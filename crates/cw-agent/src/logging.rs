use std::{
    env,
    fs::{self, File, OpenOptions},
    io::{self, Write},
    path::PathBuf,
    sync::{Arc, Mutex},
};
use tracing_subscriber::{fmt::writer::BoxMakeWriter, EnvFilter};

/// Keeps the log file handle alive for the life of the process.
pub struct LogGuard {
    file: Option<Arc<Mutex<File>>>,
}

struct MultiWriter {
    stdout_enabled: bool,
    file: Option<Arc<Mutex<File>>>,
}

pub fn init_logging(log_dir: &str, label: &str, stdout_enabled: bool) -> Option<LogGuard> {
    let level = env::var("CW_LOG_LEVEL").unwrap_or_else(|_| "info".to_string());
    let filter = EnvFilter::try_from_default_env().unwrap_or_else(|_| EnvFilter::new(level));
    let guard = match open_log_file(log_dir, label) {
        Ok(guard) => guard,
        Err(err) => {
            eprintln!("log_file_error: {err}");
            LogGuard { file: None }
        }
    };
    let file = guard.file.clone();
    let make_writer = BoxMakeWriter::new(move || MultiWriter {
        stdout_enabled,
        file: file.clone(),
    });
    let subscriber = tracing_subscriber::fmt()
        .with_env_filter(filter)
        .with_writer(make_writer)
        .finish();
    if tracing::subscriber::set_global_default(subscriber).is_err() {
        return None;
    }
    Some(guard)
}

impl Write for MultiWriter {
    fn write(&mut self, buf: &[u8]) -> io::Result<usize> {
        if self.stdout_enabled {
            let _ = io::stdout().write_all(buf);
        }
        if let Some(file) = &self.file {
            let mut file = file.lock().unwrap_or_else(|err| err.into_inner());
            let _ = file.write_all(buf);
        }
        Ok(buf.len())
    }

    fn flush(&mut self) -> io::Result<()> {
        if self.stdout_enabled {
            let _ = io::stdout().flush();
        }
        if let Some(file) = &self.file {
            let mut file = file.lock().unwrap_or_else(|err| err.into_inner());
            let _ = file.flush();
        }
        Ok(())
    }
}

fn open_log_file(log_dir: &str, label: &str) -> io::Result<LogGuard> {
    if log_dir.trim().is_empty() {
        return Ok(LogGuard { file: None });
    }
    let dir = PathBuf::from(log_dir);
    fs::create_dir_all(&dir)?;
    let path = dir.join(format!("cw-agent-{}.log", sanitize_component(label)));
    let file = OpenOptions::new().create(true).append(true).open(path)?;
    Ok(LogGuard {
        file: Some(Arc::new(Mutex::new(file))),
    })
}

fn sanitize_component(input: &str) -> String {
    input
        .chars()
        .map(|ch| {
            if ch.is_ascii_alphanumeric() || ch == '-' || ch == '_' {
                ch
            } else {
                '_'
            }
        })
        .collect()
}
☆ ☆ ☆ ☆ ☆
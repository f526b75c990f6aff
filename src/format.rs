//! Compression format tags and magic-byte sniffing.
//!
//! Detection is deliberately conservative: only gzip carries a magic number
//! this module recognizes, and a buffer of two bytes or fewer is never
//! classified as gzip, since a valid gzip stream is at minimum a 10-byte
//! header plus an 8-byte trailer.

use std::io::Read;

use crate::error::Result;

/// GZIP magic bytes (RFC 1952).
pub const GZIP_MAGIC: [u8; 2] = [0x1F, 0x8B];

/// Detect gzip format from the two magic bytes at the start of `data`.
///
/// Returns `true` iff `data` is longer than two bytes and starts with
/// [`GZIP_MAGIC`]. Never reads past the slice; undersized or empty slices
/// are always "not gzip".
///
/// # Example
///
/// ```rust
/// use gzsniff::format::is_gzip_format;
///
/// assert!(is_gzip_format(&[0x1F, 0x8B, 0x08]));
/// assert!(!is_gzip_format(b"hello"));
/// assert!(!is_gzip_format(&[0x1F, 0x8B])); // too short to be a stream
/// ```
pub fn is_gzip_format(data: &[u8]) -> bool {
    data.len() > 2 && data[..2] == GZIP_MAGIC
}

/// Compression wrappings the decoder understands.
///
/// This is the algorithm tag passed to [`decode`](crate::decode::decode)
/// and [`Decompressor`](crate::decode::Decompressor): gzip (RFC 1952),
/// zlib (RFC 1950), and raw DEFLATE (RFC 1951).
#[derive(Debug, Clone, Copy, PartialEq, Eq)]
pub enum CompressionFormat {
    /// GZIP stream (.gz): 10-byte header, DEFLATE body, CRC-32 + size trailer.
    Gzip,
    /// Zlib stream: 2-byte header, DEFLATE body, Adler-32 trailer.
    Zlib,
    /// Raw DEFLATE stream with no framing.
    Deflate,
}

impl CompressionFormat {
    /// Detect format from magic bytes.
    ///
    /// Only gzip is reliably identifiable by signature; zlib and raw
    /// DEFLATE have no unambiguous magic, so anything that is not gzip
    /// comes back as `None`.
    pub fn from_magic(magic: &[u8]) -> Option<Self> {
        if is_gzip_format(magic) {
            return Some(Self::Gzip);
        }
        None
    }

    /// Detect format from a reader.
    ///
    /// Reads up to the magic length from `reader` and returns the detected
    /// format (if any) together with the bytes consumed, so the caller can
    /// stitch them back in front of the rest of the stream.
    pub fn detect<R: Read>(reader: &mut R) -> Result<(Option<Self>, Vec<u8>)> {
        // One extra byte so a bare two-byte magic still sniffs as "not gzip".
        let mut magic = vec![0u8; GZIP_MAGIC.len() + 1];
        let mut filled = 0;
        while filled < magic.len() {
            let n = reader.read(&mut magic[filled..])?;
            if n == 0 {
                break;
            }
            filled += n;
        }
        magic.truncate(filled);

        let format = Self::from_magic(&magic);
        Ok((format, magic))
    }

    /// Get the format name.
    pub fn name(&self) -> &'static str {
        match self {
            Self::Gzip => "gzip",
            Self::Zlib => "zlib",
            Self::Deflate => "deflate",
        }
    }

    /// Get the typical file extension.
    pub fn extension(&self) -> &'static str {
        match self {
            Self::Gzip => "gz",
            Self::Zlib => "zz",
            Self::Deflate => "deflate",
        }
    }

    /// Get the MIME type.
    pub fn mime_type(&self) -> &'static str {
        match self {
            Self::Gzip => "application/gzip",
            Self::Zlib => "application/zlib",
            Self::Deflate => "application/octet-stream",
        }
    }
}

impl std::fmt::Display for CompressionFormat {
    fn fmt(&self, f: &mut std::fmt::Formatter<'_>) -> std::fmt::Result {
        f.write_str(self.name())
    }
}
☆ ☆ ☆ ☆ ☆
▶ [Work instructions] Scan the listing for the string "application", then copy every line where it appears.

▶ [Output for this task]
            Self::Gzip => "application/gzip",
            Self::Zlib => "application/zlib",
            Self::Deflate => "application/octet-stream",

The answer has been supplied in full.